• **PROMPT**: Set down the records again. Every word and mark must match exactly.

▼

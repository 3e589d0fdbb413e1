#![cfg_attr(coverage_nightly, feature(coverage_attribute))]

//! Language-independent building blocks for tsq.
//!
//! - [`json`]: offset-preserving JSON syntax tree
//! - [`node_types`]: descriptor extraction from tree-sitter `node-types.json`
//! - [`SchemaIndex`]: text-keyed LRU cache over descriptor extraction
//! - [`LineIndex`]: byte offset ↔ editor position mapping

pub mod json;
pub mod line_index;
pub mod node_types;

mod index;

#[cfg(test)]
mod line_index_tests;
#[cfg(test)]
mod node_types_tests;

pub use index::{CacheStats, DEFAULT_CAPACITY, IndexResult, SchemaIndex};
pub use json::{JsonError, JsonErrorKind};
pub use line_index::{LineIndex, Position, Range};
pub use node_types::{Annotated, AnnotatedNode, SchemaError, index_node_types};
//! tsq: validation and navigation for tree-sitter queries.
//!
//! # Example
//!
//! ```
//! use tsq_lib::DiagnosticsEngine;
//!
//! let source = ";; python\n(function_definition name: (identifier) @name)\n";
//!
//! let mut engine = DiagnosticsEngine::new();
//! let diagnostics = engine.check_document("scm", source).unwrap().unwrap_or_default();
//! eprintln!("{}", diagnostics.printer().source(source).render());
//! ```

#![cfg_attr(coverage_nightly, feature(coverage_attribute))]

pub mod diagnostics;
pub mod embedded;
pub mod engine;
pub mod navigation;
pub mod query_file;
pub mod service;
pub mod traverse;
pub mod tree_printer;

#[cfg(test)]
mod engine_tests;
#[cfg(test)]
mod traverse_tests;

pub use diagnostics::{Diagnostic, Diagnostics, DiagnosticsPrinter, Severity};
pub use engine::{DiagnosticsEngine, DocumentKind, sanitize_message};
pub use navigation::{DefinitionTable, Location, OutlineSymbol, outline, word_at};
pub use service::{DiagnosticsService, PassTicket};
pub use traverse::traverse;
pub use tree_printer::{DEFAULT_INDENT_WIDTH, PrintOptions, print_tree};

use tsq_langs::{LangError, LanguageId, QueryCompileError};

/// Failures that abort a pass. Query compile errors in the checked document
/// are not among them; those become diagnostics.
#[derive(Debug, thiserror::Error)]
pub enum Error {
    #[error(transparent)]
    Lang(#[from] LangError),

    #[error("embedded site query failed to compile for `{language}`: {source}")]
    HostQuery {
        language: LanguageId,
        source: QueryCompileError,
    },
}

pub type Result<T> = std::result::Result<T, Error>;
use indoc::indoc;

use crate::json::JsonErrorKind;
use crate::node_types::{SchemaError, index_node_types};

fn describe(text: &str) -> String {
    let nodes = index_node_types(text).unwrap();
    nodes
        .iter()
        .map(|n| {
            format!(
                "{} named={} | {} | {}",
                n.ty.value,
                n.named.value,
                &text[n.ty.offset..n.ty.offset + n.ty.length],
                &text[n.named.offset..n.named.offset + n.named.length],
            )
        })
        .collect::<Vec<_>>()
        .join("\n")
}

#[test]
fn extracts_type_and_named_with_property_spans() {
    let text = indoc! {r#"
        [
          {"type": "identifier", "named": true},
          {"type": "(", "named": false, "fields": {}}
        ]
    "#};

    insta::assert_snapshot!(describe(text), @r#"
    identifier named=true | "type": "identifier" | "named": true
    ( named=false | "type": "(" | "named": false
    "#);
}

#[test]
fn element_span_reconstructs_source() {
    let text = indoc! {r#"
        [
          {
            "type": "program",
            "named": true,
            "children": {"multiple": true, "required": false, "types": []}
          },
          {"type": "ü", "named": false}
        ]
    "#};

    let nodes = index_node_types(text).unwrap();
    assert_eq!(nodes.len(), 2);
    assert!(text[nodes[0].offset..nodes[0].offset + nodes[0].length].starts_with('{'));
    assert!(text[nodes[0].offset..nodes[0].offset + nodes[0].length].ends_with('}'));
    assert_eq!(
        &text[nodes[1].offset..nodes[1].offset + nodes[1].length],
        r#"{"type": "ü", "named": false}"#
    );
    assert_eq!(usize::from(nodes[1].range().len()), nodes[1].length);
}

#[test]
fn malformed_elements_are_dropped() {
    let text = indoc! {r#"
        [
          {"type": "a", "named": true},
          {"type": "missing_named"},
          {"named": true},
          {"type": 1, "named": true},
          {"type": "b", "named": "yes"},
          "not an object",
          [],
          {"type": "c", "named": false}
        ]
    "#};

    let nodes = index_node_types(text).unwrap();
    let types: Vec<_> = nodes.iter().map(|n| n.ty.value.as_str()).collect();
    assert_eq!(types, ["a", "c"]);
}

#[test]
fn all_malformed_elements_yield_empty_list() {
    let nodes = index_node_types(r#"[1, 2, {"type": "x"}]"#).unwrap();
    assert!(nodes.is_empty());
}

#[test]
fn duplicate_keys_use_first_occurrence() {
    let nodes = index_node_types(r#"[{"type": "first", "named": true, "type": "second"}]"#).unwrap();
    assert_eq!(nodes[0].ty.value, "first");
}

#[test]
fn structural_failures() {
    assert_eq!(index_node_types("{}"), Err(SchemaError::RootNotArray));
    assert_eq!(index_node_types(r#""x""#), Err(SchemaError::RootNotArray));
    assert_eq!(index_node_types(" [ ] "), Err(SchemaError::EmptyArray));

    let Err(SchemaError::Json(err)) = index_node_types(r#"[{"type": "a",}]"#) else {
        panic!("expected a JSON error");
    };
    assert_eq!(err.kind, JsonErrorKind::ExpectedPropertyName);
    assert_eq!(err.offset, 14);
}

#[test]
fn schema_error_display() {
    let err = index_node_types("[").unwrap_err();
    assert_eq!(err.to_string(), "invalid JSON: unexpected end of input at offset 1");
    assert_eq!(SchemaError::RootNotArray.to_string(), "root node must be an array");
}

▲

• **YOUR SOLUTION**:
repository 3e589d0fdbb413e1
#![cfg_attr(coverage_nightly, feature(coverage_attribute))]

//! Language-independent building blocks for tsq.
//!
//! - [`json`]: offset-preserving JSON syntax tree
//! - [`node_types`]: descriptor extraction from tree-sitter `node-types.json`
//! - [`SchemaIndex`]: text-keyed LRU cache over descriptor extraction
//! - [`LineIndex`]: byte offset ↔ editor position mapping

pub mod json;
pub mod line_index;
pub mod node_types;

mod index;

#[cfg(test)]
mod line_index_tests;
#[cfg(test)]
mod node_types_tests;

pub use index::{CacheStats, DEFAULT_CAPACITY, IndexResult, SchemaIndex};
pub use json::{JsonError, JsonErrorKind};
pub use line_index::{LineIndex, Position, Range};
pub use node_types::{Annotated, AnnotatedNode, SchemaError, index_node_types};
//! tsq: validation and navigation for tree-sitter queries.
//!
//! # Example
//!
//! ```
//! use tsq_lib::DiagnosticsEngine;
//!
//! let source = ";; python\n(function_definition name: (identifier) @name)\n";
//!
//! let mut engine = DiagnosticsEngine::new();
//! let diagnostics = engine.check_document("scm", source).unwrap().unwrap_or_default();
//! eprintln!("{}", diagnostics.printer().source(source).render());
//! ```

#![cfg_attr(coverage_nightly, feature(coverage_attribute))]

pub mod diagnostics;
pub mod embedded;
pub mod engine;
pub mod navigation;
pub mod query_file;
pub mod service;
pub mod traverse;
pub mod tree_printer;

#[cfg(test)]
mod engine_tests;
#[cfg(test)]
mod traverse_tests;

pub use diagnostics::{Diagnostic, Diagnostics, DiagnosticsPrinter, Severity};
pub use engine::{DiagnosticsEngine, DocumentKind, sanitize_message};
pub use navigation::{DefinitionTable, Location, OutlineSymbol, outline, word_at};
pub use service::{DiagnosticsService, PassTicket};
pub use traverse::traverse;
pub use tree_printer::{DEFAULT_INDENT_WIDTH, PrintOptions, print_tree};

use tsq_langs::{LangError, LanguageId, QueryCompileError};

/// Failures that abort a pass. Query compile errors in the checked document
/// are not among them; those become diagnostics.
#[derive(Debug, thiserror::Error)]
pub enum Error {
    #[error(transparent)]
    Lang(#[from] LangError),

    #[error("embedded site query failed to compile for `{language}`: {source}")]
    HostQuery {
        language: LanguageId,
        source: QueryCompileError,
    },
}

pub type Result<T> = std::result::Result<T, Error>;
use indoc::indoc;

use crate::json::JsonErrorKind;
use crate::node_types::{SchemaError, index_node_types};

fn describe(text: &str) -> String {
    let nodes = index_node_types(text).unwrap();
    nodes
        .iter()
        .map(|n| {
            format!(
                "{} named={} | {} | {}",
                n.ty.value,
                n.named.value,
                &text[n.ty.offset..n.ty.offset + n.ty.length],
                &text[n.named.offset..n.named.offset + n.named.length],
            )
        })
        .collect::<Vec<_>>()
        .join("\n")
}

#[test]
fn extracts_type_and_named_with_property_spans() {
    let text = indoc! {r#"
        [
          {"type": "identifier", "named": true},
          {"type": "(", "named": false, "fields": {}}
        ]
    "#};

    insta::assert_snapshot!(describe(text), @r#"
    identifier named=true | "type": "identifier" | "named": true
    ( named=false | "type": "(" | "named": false
    "#);
}

#[test]
fn element_span_reconstructs_source() {
    let text = indoc! {r#"
        [
          {
            "type": "program",
            "named": true,
            "children": {"multiple": true, "required": false, "types": []}
          },
          {"type": "ü", "named": false}
        ]
    "#};

    let nodes = index_node_types(text).unwrap();
    assert_eq!(nodes.len(), 2);
    assert!(text[nodes[0].offset..nodes[0].offset + nodes[0].length].starts_with('{'));
    assert!(text[nodes[0].offset..nodes[0].offset + nodes[0].length].ends_with('}'));
    assert_eq!(
        &text[nodes[1].offset..nodes[1].offset + nodes[1].length],
        r#"{"type": "ü", "named": false}"#
    );
    assert_eq!(usize::from(nodes[1].range().len()), nodes[1].length);
}

#[test]
fn malformed_elements_are_dropped() {
    let text = indoc! {r#"
        [
          {"type": "a", "named": true},
          {"type": "missing_named"},
          {"named": true},
          {"type": 1, "named": true},
          {"type": "b", "named": "yes"},
          "not an object",
          [],
          {"type": "c", "named": false}
        ]
    "#};

    let nodes = index_node_types(text).unwrap();
    let types: Vec<_> = nodes.iter().map(|n| n.ty.value.as_str()).collect();
    assert_eq!(types, ["a", "c"]);
}

#[test]
fn all_malformed_elements_yield_empty_list() {
    let nodes = index_node_types(r#"[1, 2, {"type": "x"}]"#).unwrap();
    assert!(nodes.is_empty());
}

#[test]
fn duplicate_keys_use_first_occurrence() {
    let nodes = index_node_types(r#"[{"type": "first", "named": true, "type": "second"}]"#).unwrap();
    assert_eq!(nodes[0].ty.value, "first");
}

#[test]
fn structural_failures() {
    assert_eq!(index_node_types("{}"), Err(SchemaError::RootNotArray));
    assert_eq!(index_node_types(r#""x""#), Err(SchemaError::RootNotArray));
    assert_eq!(index_node_types(" [ ] "), Err(SchemaError::EmptyArray));

    let Err(SchemaError::Json(err)) = index_node_types(r#"[{"type": "a",}]"#) else {
        panic!("expected a JSON error");
    };
    assert_eq!(err.kind, JsonErrorKind::ExpectedPropertyName);
    assert_eq!(err.offset, 14);
}

#[test]
fn schema_error_display() {
    let err = index_node_types("[").unwrap_err();
    assert_eq!(err.to_string(), "invalid JSON: unexpected end of input at offset 1");
    assert_eq!(SchemaError::RootNotArray.to_string(), "root node must be an array");
}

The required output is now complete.